Después de todo el dolor blandido por la inseguridad y la incertidumbre, de compartir plato con la nada y sostener la mirada al vacío, alguien abrió la puerta del salón del estancamiento, empujó a mis pesarosos comensales y, ante mí, hendió su puñal de pasión sobre sus pechos henchidos en maldad.
¿Qué puedo decir? El miedo corría por mis venas como la sangre que me da la vida. Se reiniciaba el proceso de vivir y me obligué a mí mismo a levantarme, a despegar mi cuerpo de esa silla de rutina. Todo lo que podía ver era fuego y hielo. La nueva incorporación clavó sus iris en mí e intenté huir de inmediato, pero al percatarme de que no me seguía recapacité y mantuve la compostura. Nadie puede reprocharme la cobardía de la que hice gala en la ornamentada habitación de mi alma pues allí no permanecían más que ese ser y mi propio ego.
Varios cadáveres decoraban la larga y robusta mesa que regía el lugar. Ello se acercó lentamente a mí, en un primer amago de movimiento tras sus actos mortales. Sus ojos seguían en comunión con los míos. No me alejé, fui hacia ello. Las sombras detallaban su cuerpo, impidiéndome ver su piel. No divisaba su sexo. ¿Era hombre o era mujer? O quizá no fuera humano. Recuerdo que no pensé en ello en aquél momento. Me resultaba tan fascinante que algo hubiese conseguido entrar en los resquicios más insanos de mi alma que poco me importaban el resto de factores a tener en cuenta.
Un órgano lúgubre sonaba a cada paso que ambos dábamos. Una comitiva de violinistas, violoncelistas y arpistas daban paso a algo nuevo. A medida que nos acercábamos, la sala se derruía y se generaban nuevas formas. A nuestro paso aparecieron iglesias románicas, catedrales barrocas, frisos clásicos, pórticos de templos griegos, ruinas de civilizaciones olvidadas, tumbas de poetas no reconocidos y criptas de los reyes más grandes que ha dado la historia.
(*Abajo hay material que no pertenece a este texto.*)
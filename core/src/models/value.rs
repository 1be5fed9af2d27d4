//! SQLite cell values
//!
//! This module provides the dynamically typed cell value read back from a
//! test database, along with the lenient numeric conversions the extraction
//! pipeline relies on.

use std::fmt::{Debug, Display, Formatter, Result as FmtResult};
use rusqlite::types::ValueRef;
use serde::{Serialize, Deserialize};

/// Placeholder rendered for missing values in report tables
pub const MISSING_CELL: &str = "-";

/// Value of a single SQLite cell
#[derive(Clone, Serialize, Deserialize)]
pub enum Value {
    /// SQL NULL
    Null,

    /// Integer (64-bit)
    Integer(i64),

    /// Floating point (64-bit)
    Real(f64),

    /// Text string
    Text(String),

    /// Binary data
    Blob(Vec<u8>),
}

impl Debug for Value {
    fn fmt(&self, f: &mut Formatter<'_>) -> FmtResult {
        match self {
            Value::Null => write!(f, "Null"),
            Value::Integer(v) => write!(f, "Integer({})", v),
            Value::Real(v) => write!(f, "Real({})", v),
            Value::Text(v) => {
                if v.chars().count() > 20 {
                    let head: String = v.chars().take(20).collect();
                    write!(f, "Text(\"{}...\")", head)
                } else {
                    write!(f, "Text(\"{}\")", v)
                }
            }
            Value::Blob(v) => {
                if v.len() > 10 {
                    write!(f, "Blob({} bytes)", v.len())
                } else {
                    write!(f, "Blob({:?})", v)
                }
            }
        }
    }
}

impl Display for Value {
    fn fmt(&self, f: &mut Formatter<'_>) -> FmtResult {
        match self {
            Value::Null => write!(f, "None"),
            Value::Integer(v) => write!(f, "{}", v),
            Value::Real(v) => {
                if v.is_finite() && v.fract() == 0.0 && v.abs() < 1e15 {
                    write!(f, "{:.1}", v)
                } else {
                    write!(f, "{}", v)
                }
            }
            Value::Text(v) => write!(f, "{}", v),
            Value::Blob(v) => write!(f, "<{} bytes>", v.len()),
        }
    }
}

impl PartialEq for Value {
    fn eq(&self, other: &Self) -> bool {
        match (self, other) {
            (Value::Null, Value::Null) => true,
            (Value::Integer(a), Value::Integer(b)) => a == b,
            (Value::Real(a), Value::Real(b)) => {
                // NaN cells compare equal so tables can be compared
                if a.is_nan() && b.is_nan() {
                    true
                } else {
                    a == b
                }
            }
            (Value::Text(a), Value::Text(b)) => a == b,
            (Value::Blob(a), Value::Blob(b)) => a == b,
            _ => false,
        }
    }
}

impl From<ValueRef<'_>> for Value {
    fn from(value: ValueRef<'_>) -> Self {
        match value {
            ValueRef::Null => Value::Null,
            ValueRef::Integer(v) => Value::Integer(v),
            ValueRef::Real(v) => Value::Real(v),
            ValueRef::Text(bytes) => Value::Text(String::from_utf8_lossy(bytes).into_owned()),
            ValueRef::Blob(bytes) => Value::Blob(bytes.to_vec()),
        }
    }
}

impl From<i64> for Value {
    fn from(value: i64) -> Self {
        Value::Integer(value)
    }
}

impl From<f64> for Value {
    fn from(value: f64) -> Self {
        Value::Real(value)
    }
}

impl From<&str> for Value {
    fn from(value: &str) -> Self {
        Value::Text(value.to_string())
    }
}

impl Value {
    /// Whether the cell counts as missing: NULL, NaN or blank text
    pub fn is_blank(&self) -> bool {
        match self {
            Value::Null => true,
            Value::Real(v) => v.is_nan(),
            Value::Text(v) => v.trim().is_empty(),
            _ => false,
        }
    }

    /// Finite numeric value of the cell, parsing text if needed
    pub fn as_f64(&self) -> Option<f64> {
        let v = match self {
            Value::Integer(v) => *v as f64,
            Value::Real(v) => *v,
            Value::Text(v) => v.trim().replace(',', ".").parse::<f64>().ok()?,
            Value::Null | Value::Blob(_) => return None,
        };
        v.is_finite().then_some(v)
    }

    /// Integer value of the cell; integral reals and text such as `564.0`
    /// are accepted
    pub fn as_i64(&self) -> Option<i64> {
        match self {
            Value::Integer(v) => Some(*v),
            Value::Real(_) | Value::Text(_) => {
                if let Value::Text(t) = self {
                    if let Ok(v) = t.trim().parse::<i64>() {
                        return Some(v);
                    }
                }
                let f = self.as_f64()?;
                if f.fract() == 0.0 && f.abs() < i64::MAX as f64 {
                    Some(f as i64)
                } else {
                    None
                }
            }
            Value::Null | Value::Blob(_) => None,
        }
    }

    /// Text for a report cell; missing values render as `-`
    pub fn to_cell_text(&self) -> String {
        if self.is_blank() {
            MISSING_CELL.to_string()
        } else {
            self.to_string()
        }
    }
}

#[cfg(test)]
mod tests {
    use super::*;

    #[test]
    fn test_display() {
        assert_eq!(Value::Integer(564).to_string(), "564");
        assert_eq!(Value::Real(564.0).to_string(), "564.0");
        assert_eq!(Value::Real(2.5).to_string(), "2.5");
        assert_eq!(Value::Null.to_string(), "None");
        assert_eq!(Value::from("PE100").to_string(), "PE100");
    }

    #[test]
    fn test_numeric_conversion() {
        assert_eq!(Value::from("12.5").as_f64(), Some(12.5));
        assert_eq!(Value::from(" 3 ").as_f64(), Some(3.0));
        assert_eq!(Value::from("abc").as_f64(), None);
        assert_eq!(Value::Real(f64::NAN).as_f64(), None);
        assert_eq!(Value::Null.as_f64(), None);

        assert_eq!(Value::from("564.0").as_i64(), Some(564));
        assert_eq!(Value::Real(7.0).as_i64(), Some(7));
        assert_eq!(Value::Real(7.5).as_i64(), None);
        assert_eq!(Value::from("x1").as_i64(), None);
    }

    #[test]
    fn test_cell_text() {
        assert_eq!(Value::Null.to_cell_text(), "-");
        assert_eq!(Value::Real(f64::NAN).to_cell_text(), "-");
        assert_eq!(Value::from("  ").to_cell_text(), "-");
        assert_eq!(Value::Integer(0).to_cell_text(), "0");
    }

    #[test]
    fn test_nan_equality() {
        assert_eq!(Value::Real(f64::NAN), Value::Real(f64::NAN));
        assert_ne!(Value::Integer(1), Value::Real(1.0));
    }
}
Si nada de ello hubiese ocurrido en el pasado, seguramente el ente que tenía ante mí y yo mismo jamás hubiésemos compartido el oxígeno de un mismo lugar.
He escogido finalmente quedarme encerrado en mi propio ser, con ello sentado a mi lado. Compartimos experiencias de la vida y la muerte, definimos con precisión un sentimiento y dibujamos en el castillo de mi fuero interno todas las formas que ha dado el ser humano y que han entregado a la Tierra seres desconocidos. Me gusta, no duele. Sé que con el paso de las manillas del reloj que decora la pared de mi fortaleza ello me abandonará. Para entonces quizá ya han vuelto mis compañeros asesinados: La inseguridad, la incertidumbre, la nada y el vacío.
De momento disfrutaré del momento. Un Carpe Diem eterno al lado de ese ser oscuro.